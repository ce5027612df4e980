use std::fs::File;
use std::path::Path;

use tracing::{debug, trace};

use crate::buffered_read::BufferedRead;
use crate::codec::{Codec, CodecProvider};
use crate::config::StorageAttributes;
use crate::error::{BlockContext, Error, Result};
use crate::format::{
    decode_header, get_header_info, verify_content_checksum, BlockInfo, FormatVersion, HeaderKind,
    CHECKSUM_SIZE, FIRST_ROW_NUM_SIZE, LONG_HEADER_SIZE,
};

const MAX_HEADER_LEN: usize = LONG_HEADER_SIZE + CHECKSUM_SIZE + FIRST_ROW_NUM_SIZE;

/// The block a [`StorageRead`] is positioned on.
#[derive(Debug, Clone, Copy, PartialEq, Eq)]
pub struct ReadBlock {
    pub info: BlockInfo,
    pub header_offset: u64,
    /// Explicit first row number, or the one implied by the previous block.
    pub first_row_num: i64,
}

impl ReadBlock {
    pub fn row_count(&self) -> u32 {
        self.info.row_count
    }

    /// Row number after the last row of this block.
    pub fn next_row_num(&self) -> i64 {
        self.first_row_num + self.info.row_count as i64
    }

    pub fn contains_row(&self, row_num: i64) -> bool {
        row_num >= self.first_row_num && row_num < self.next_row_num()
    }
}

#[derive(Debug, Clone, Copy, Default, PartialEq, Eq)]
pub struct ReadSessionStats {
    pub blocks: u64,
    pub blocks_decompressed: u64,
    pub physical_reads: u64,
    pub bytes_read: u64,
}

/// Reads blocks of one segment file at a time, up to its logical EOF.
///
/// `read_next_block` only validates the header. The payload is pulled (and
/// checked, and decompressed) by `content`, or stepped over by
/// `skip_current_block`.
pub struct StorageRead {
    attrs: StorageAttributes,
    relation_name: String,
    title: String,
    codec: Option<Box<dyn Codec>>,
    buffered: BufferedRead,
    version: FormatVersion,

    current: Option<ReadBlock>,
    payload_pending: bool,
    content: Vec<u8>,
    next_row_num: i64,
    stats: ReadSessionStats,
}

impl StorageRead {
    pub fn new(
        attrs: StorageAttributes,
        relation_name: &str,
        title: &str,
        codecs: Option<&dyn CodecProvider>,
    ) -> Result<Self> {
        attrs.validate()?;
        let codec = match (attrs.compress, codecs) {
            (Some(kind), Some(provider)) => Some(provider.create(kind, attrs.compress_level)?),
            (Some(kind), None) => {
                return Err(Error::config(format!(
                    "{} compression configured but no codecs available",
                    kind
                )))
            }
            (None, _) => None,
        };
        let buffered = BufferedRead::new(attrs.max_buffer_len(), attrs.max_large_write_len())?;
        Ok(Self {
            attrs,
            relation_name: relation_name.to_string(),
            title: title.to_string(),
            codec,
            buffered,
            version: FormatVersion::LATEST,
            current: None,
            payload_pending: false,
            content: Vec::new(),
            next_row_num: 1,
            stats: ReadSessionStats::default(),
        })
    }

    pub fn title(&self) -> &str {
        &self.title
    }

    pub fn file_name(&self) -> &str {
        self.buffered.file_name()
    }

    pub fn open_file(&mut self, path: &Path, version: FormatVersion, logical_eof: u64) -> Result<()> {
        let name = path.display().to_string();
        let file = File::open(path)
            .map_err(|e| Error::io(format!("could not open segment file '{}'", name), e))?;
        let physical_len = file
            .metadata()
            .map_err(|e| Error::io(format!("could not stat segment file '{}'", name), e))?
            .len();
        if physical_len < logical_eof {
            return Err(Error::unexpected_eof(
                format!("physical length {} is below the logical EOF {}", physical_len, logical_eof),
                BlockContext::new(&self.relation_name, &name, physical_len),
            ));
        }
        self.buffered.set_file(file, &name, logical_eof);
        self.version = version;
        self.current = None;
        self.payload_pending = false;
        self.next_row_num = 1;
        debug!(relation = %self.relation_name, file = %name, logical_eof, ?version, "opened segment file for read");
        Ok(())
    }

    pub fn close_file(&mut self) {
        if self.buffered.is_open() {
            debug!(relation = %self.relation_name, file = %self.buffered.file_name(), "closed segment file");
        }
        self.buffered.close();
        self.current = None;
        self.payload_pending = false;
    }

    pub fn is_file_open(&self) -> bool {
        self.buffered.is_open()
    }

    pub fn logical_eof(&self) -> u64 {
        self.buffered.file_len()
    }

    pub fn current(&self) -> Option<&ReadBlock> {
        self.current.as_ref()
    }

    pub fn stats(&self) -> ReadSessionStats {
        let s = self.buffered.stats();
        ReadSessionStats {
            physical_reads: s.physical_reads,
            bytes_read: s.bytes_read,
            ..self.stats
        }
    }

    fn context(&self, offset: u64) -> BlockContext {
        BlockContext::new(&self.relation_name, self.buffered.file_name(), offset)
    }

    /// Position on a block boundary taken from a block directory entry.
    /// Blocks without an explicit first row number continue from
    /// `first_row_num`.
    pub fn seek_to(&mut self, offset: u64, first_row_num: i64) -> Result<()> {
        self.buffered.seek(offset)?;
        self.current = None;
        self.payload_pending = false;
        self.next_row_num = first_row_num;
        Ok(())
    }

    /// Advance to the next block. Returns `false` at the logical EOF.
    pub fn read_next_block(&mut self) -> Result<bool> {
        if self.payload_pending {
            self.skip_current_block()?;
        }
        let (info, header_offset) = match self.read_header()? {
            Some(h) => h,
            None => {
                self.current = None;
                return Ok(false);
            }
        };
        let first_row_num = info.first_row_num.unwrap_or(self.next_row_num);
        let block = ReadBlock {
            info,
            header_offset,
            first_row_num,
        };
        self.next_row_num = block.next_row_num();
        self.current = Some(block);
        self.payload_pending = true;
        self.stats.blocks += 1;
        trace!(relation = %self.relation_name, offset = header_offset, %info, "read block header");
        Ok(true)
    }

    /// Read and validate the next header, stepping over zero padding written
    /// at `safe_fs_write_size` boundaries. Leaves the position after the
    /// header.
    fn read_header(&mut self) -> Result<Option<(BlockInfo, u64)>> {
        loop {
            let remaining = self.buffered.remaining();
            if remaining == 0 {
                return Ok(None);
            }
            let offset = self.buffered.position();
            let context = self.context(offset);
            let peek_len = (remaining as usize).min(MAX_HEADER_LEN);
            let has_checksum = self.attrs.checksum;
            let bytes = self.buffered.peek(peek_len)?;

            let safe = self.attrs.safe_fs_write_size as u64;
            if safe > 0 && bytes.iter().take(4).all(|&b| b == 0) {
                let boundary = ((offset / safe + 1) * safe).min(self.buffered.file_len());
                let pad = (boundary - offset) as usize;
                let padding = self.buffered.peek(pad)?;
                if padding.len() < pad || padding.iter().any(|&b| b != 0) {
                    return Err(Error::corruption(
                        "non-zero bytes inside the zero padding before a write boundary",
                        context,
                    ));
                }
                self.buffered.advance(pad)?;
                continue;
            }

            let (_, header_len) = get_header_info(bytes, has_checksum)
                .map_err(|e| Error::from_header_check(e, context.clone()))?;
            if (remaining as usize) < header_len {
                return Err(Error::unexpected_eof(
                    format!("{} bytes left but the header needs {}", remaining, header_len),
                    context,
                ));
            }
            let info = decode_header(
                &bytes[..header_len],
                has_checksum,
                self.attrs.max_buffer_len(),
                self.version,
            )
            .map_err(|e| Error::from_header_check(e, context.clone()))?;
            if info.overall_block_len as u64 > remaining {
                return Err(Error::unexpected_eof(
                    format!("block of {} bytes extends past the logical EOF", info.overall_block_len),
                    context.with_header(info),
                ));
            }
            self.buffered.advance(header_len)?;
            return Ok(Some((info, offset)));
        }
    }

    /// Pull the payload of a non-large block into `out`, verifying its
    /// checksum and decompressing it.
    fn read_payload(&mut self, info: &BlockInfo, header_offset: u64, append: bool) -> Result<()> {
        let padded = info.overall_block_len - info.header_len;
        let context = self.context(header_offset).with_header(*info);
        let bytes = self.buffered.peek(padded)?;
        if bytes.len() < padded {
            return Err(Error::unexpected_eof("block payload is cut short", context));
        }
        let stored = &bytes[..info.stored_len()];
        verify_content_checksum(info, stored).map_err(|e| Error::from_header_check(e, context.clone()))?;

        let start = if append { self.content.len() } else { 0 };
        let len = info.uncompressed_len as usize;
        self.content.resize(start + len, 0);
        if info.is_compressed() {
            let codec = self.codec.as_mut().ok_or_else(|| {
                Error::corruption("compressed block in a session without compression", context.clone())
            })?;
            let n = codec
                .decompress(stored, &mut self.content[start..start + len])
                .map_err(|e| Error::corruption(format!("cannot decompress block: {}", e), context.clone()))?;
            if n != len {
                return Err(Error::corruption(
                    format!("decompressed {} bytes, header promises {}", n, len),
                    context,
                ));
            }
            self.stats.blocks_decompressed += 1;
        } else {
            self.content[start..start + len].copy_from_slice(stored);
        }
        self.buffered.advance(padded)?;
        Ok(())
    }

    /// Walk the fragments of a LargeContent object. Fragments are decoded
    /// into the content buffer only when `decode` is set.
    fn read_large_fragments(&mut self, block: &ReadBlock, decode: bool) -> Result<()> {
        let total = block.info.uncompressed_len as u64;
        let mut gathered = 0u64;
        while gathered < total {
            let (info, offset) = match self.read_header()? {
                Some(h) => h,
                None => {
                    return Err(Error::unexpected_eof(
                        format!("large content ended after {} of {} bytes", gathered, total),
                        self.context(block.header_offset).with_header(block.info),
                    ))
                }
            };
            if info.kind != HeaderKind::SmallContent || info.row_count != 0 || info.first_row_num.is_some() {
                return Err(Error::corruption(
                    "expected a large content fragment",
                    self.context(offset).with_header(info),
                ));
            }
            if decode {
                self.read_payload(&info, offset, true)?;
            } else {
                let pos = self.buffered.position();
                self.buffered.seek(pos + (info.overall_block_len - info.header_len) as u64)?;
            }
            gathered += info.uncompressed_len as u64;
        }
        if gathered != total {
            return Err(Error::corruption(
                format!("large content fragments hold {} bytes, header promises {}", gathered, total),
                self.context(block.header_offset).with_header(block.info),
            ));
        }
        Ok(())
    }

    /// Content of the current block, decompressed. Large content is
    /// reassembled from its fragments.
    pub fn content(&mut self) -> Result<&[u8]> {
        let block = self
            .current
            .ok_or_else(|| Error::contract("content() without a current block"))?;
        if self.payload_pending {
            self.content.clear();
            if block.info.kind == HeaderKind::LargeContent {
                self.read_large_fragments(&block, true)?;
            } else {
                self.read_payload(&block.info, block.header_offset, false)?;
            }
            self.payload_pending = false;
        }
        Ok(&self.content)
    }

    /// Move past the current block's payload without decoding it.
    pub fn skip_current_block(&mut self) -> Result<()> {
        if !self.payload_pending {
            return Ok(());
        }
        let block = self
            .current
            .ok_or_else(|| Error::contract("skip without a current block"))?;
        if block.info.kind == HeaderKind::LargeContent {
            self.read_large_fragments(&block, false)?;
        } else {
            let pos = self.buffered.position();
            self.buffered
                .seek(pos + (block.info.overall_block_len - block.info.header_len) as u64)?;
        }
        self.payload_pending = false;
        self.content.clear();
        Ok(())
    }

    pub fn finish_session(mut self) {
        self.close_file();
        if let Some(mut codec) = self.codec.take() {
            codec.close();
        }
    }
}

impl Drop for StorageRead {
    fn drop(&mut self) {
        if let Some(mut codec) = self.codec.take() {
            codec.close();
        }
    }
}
+++
◆ **TASK PROMPT**
Filter the records for lines containing the word "gathered" and copy each one.

◆ **SOLUTION TO THE PROBLEM**
        let mut gathered = 0u64;
        while gathered < total {
                        format!("large content ended after {} of {} bytes", gathered, total),
            gathered += info.uncompressed_len as u64;
        if gathered != total {
                format!("large content fragments hold {} bytes, header promises {}", gathered, total),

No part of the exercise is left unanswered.